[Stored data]
Segment Open

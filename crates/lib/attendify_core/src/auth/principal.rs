//! Reduction of stored user rows and their role/permission joins to a
//! [`Principal`].
//!
//! Kept free of I/O so the flattening rules can be tested without a store.

use chrono::{DateTime, Utc};

use crate::models::auth::Principal;

/// Base `users` row.
#[derive(Debug, Clone)]
pub struct UserRecord {
    pub id: String,
    pub username: String,
    pub email: String,
    pub first_name: String,
    pub last_name: String,
    pub created_at: DateTime<Utc>,
    pub updated_at: DateTime<Utc>,
    pub deleted_at: Option<DateTime<Utc>>,
}

/// A role assigned to the user together with the permissions it grants.
#[derive(Debug, Clone, Default)]
pub struct RoleGrant {
    pub role: String,
    pub permissions: Vec<String>,
}

/// Everything the store loads for one user before projection.
#[derive(Debug, Clone)]
pub struct PrincipalRows {
    pub user: UserRecord,
    pub roles: Vec<RoleGrant>,
    pub direct_permissions: Vec<String>,
    pub groups: Vec<String>,
}

impl PrincipalRows {
    /// A user with no roles, grants or groups (e.g. just created).
    pub fn bare(user: UserRecord) -> Self {
        Self {
            user,
            roles: Vec::new(),
            direct_permissions: Vec::new(),
            groups: Vec::new(),
        }
    }
}

/// Flatten rows into a principal.
///
/// `permissions` is the union of every role's permissions and the direct
/// grants. Order is first-seen; duplicates are dropped.
pub fn project_principal(rows: PrincipalRows, service: &str) -> Principal {
    let PrincipalRows {
        user,
        roles,
        direct_permissions,
        groups,
    } = rows;

    let mut role_names = Vec::with_capacity(roles.len());
    let mut permissions = Vec::new();
    for grant in roles {
        push_unique(&mut role_names, grant.role);
        for permission in grant.permissions {
            push_unique(&mut permissions, permission);
        }
    }
    for permission in direct_permissions {
        push_unique(&mut permissions, permission);
    }
    let mut group_names = Vec::with_capacity(groups.len());
    for group in groups {
        push_unique(&mut group_names, group);
    }

    Principal {
        id: user.id,
        username: user.username,
        email: user.email,
        first_name: user.first_name,
        last_name: user.last_name,
        created_at: user.created_at,
        updated_at: user.updated_at,
        deleted_at: user.deleted_at,
        roles: role_names,
        permissions,
        groups: group_names,
        service: service.to_string(),
    }
}

fn push_unique(into: &mut Vec<String>, value: String) {
    if !into.contains(&value) {
        into.push(value);
    }
}

#[cfg(test)]
mod tests {
    use super::*;

    fn record() -> UserRecord {
        let now = Utc::now();
        UserRecord {
            id: "u-1".into(),
            username: "ada".into(),
            email: "ada@example.com".into(),
            first_name: "Ada".into(),
            last_name: "Lovelace".into(),
            created_at: now,
            updated_at: now,
            deleted_at: None,
        }
    }

    fn grant(role: &str, permissions: &[&str]) -> RoleGrant {
        RoleGrant {
            role: role.into(),
            permissions: permissions.iter().map(|p| p.to_string()).collect(),
        }
    }

    #[test]
    fn permissions_are_union_of_roles_and_direct_grants() {
        let rows = PrincipalRows {
            user: record(),
            roles: vec![grant("R", &["p1", "p2"])],
            direct_permissions: vec!["p3".into()],
            groups: vec![],
        };
        let p = project_principal(rows, "attendify");
        assert_eq!(p.roles, vec!["R"]);
        assert_eq!(p.permissions, vec!["p1", "p2", "p3"]);
        assert!(p.has_permission("p1"));
        assert!(!p.has_permission("p4"));
        assert_eq!(p.service, "attendify");
    }

    #[test]
    fn overlapping_grants_collapse() {
        let rows = PrincipalRows {
            user: record(),
            roles: vec![grant("editor", &["read:users", "update:users"]), grant("viewer", &["read:users"])],
            direct_permissions: vec!["update:users".into(), "delete:users".into()],
            groups: vec!["north".into(), "north".into()],
        };
        let p = project_principal(rows, "attendify");
        assert_eq!(p.roles, vec!["editor", "viewer"]);
        assert_eq!(p.permissions, vec!["read:users", "update:users", "delete:users"]);
        assert_eq!(p.groups, vec!["north"]);
    }

    #[test]
    fn role_without_permissions_still_counts_as_role() {
        let rows = PrincipalRows {
            user: record(),
            roles: vec![grant("guest", &[])],
            direct_permissions: vec![],
            groups: vec![],
        };
        let p = project_principal(rows, "attendify");
        assert!(p.has_role("guest"));
        assert!(p.permissions.is_empty());
    }

    #[test]
    fn bare_rows_project_to_empty_grants() {
        let p = project_principal(PrincipalRows::bare(record()), "attendify");
        assert!(p.roles.is_empty() && p.permissions.is_empty() && p.groups.is_empty());
        assert!(!p.is_deleted());
    }
}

Segment Closed

* _WHAT THE TASK ASKS_
In the records above, find each line that holds the word "email"; copy all such lines.

* _RESULT OF THIS TASK_
    pub email: String,
        email: user.email,
            email: "ada@example.com".into(),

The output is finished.